A crescente crise na mobilidade urbana brasileira

Enviada em 31/05/2020

Os adjetivos “desconfortável, lento e caótico” simbolizam a crescente crise da mobilidade urbana brasileira. Assim como as sereias, que são seres mitológicos, os quais encantam os pescadores e os levam à perdição. Assim também é o capitalismo, que atrai a sociedade com automóveis luxuosos e velozes, mas ao atrair a todos, as pessoas acabam desprezando o transporte público e optando por uma expectativa de velocidade e conforto, o que acaba gerando um grave transtorno nas ruas.

Em primeiro plano,graças à falta de conforto do transporte público, as pessoas escolhem outra forma de se moverem: os carros. De acordo com dados do Instituto Brasileiro de Opinião e Estatística (IBOPE), 83% das pessoas deixariam de utilizar automóveis se o deslocamento coletivo atendesse as expectativas. Essa informação comprovas as péssimas condições dos ônibus públicos, marcados por superlotação, falta de conforto e altos custos, justificando a escolha por veículos.

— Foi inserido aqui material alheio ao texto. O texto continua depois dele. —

use std::path::{Path, PathBuf};

use serde::{Deserialize, Serialize};

use crate::error::{Error, Result};
use crate::format::FormatVersion;

use super::MAX_SEGMENTS;

#[derive(Debug, Clone, Copy, PartialEq, Eq, Default, Serialize, Deserialize)]
#[serde(rename_all = "snake_case")]
pub enum SegmentState {
    #[default]
    Available,
    /// Compacted away; readers skip it.
    AwaitingDrop,
}

/// Committed length of one column's segment file.
#[derive(Debug, Clone, Copy, PartialEq, Eq, Default, Serialize, Deserialize)]
pub struct ColumnEof {
    pub eof: u64,
    pub eof_uncompressed: u64,
}

/// Catalog row for one segment number of a column-oriented table.
#[derive(Debug, Clone, PartialEq, Eq, Serialize, Deserialize)]
pub struct SegmentFileInfo {
    pub segno: u32,
    pub total_tupcount: i64,
    pub format_version: FormatVersion,
    #[serde(default)]
    pub state: SegmentState,
    pub columns: Vec<ColumnEof>,
}

impl SegmentFileInfo {
    /// A fresh, empty segment.
    pub fn new(segno: u32, num_columns: usize) -> Result<Self> {
        if segno >= MAX_SEGMENTS {
            return Err(Error::contract(format!("segment number {} is not below {}", segno, MAX_SEGMENTS)));
        }
        Ok(Self {
            segno,
            total_tupcount: 0,
            format_version: FormatVersion::LATEST,
            state: SegmentState::Available,
            columns: vec![ColumnEof::default(); num_columns],
        })
    }

    pub fn column_eof(&self, column: usize) -> Result<ColumnEof> {
        self.columns.get(column).copied().ok_or_else(|| {
            Error::contract(format!("segment {} has no entry for column {}", self.segno, column))
        })
    }

    /// Scans skip segments with nothing committed in the given columns, and
    /// segments awaiting drop.
    pub fn is_scannable(&self, columns: &[usize]) -> bool {
        self.state == SegmentState::Available
            && self.total_tupcount > 0
            && columns
                .iter()
                .any(|&c| self.columns.get(c).map_or(false, |e| e.eof > 0))
    }
}

/// File number of `column` in segment `segno`.
pub fn segment_file_num(column: usize, segno: u32) -> u32 {
    column as u32 * MAX_SEGMENTS + segno
}

/// `<dir>/<relfilenode>` for file number 0, `<dir>/<relfilenode>.<n>` otherwise.
pub fn segment_file_path(dir: &Path, relfilenode: u32, file_num: u32) -> PathBuf {
    if file_num == 0 {
        dir.join(relfilenode.to_string())
    } else {
        dir.join(format!("{}.{}", relfilenode, file_num))
    }
}

#[cfg(test)]
mod tests {
    use super::*;

    #[test]
    fn file_numbers_and_paths() {
        assert_eq!(segment_file_num(0, 0), 0);
        assert_eq!(segment_file_num(0, 5), 5);
        assert_eq!(segment_file_num(2, 5), 261);
        let dir = Path::new("/data");
        assert_eq!(segment_file_path(dir, 16384, 0), PathBuf::from("/data/16384"));
        assert_eq!(segment_file_path(dir, 16384, 261), PathBuf::from("/data/16384.261"));
    }

    #[test]
    fn scannable_segments() {
        let mut seg = SegmentFileInfo::new(1, 2).unwrap();
        assert!(!seg.is_scannable(&[0, 1]));
        seg.total_tupcount = 10;
        seg.columns[1].eof = 100;
        assert!(seg.is_scannable(&[0, 1]));
        assert!(!seg.is_scannable(&[0]));
        seg.state = SegmentState::AwaitingDrop;
        assert!(!seg.is_scannable(&[0, 1]));
        assert!(SegmentFileInfo::new(128, 1).is_err());
    }
}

Além disso, o que não é oferecido pelo transporte público é ofertado pelos automóveis particulares. Diante disso, ao utilizar o pensamento de Steve Jobs, criador da empresa de eletrônicos Apple de que a tecnologia move o mundo, nota-se que a mesma está congestionando as metrópoles. Assim, é eminente que as pessoas ao recorrerem aos carros, buscando por conforto e mais velocidade, acabam gerando grandes quantidades dos mesmos nas ruas, e consequentemente, deixando o trânsito cada vez mais caótico.

Sendo assim, se fazem necessárias ações governamentais que interrompam o crescimento da crise de mobilidade urbana no Brasil. A princípio, o Ministério da Infraestrutura deveria realizar parcerias com empresas de ônibus, reformando os que já estão em uso, comprando mais e diminuindo os preços, para que dessa dessa maneira aumente o número de adeptos ao transporte coletivo. Ademais, os governadores deveriam adotar o rodízio de placas em todos os estados, determinando que apenas metade dos carros possam transitar em dias estipulados, para que assim aumente a fluidez no trânsito e force a mobilidade através dos ônibus e bicicletas. Se tudo isso for feito, então os adjetivos “desconfortável, lento e caótico” deixarão de simbolizar a crescente crise da mobilidade urbana no Brasil.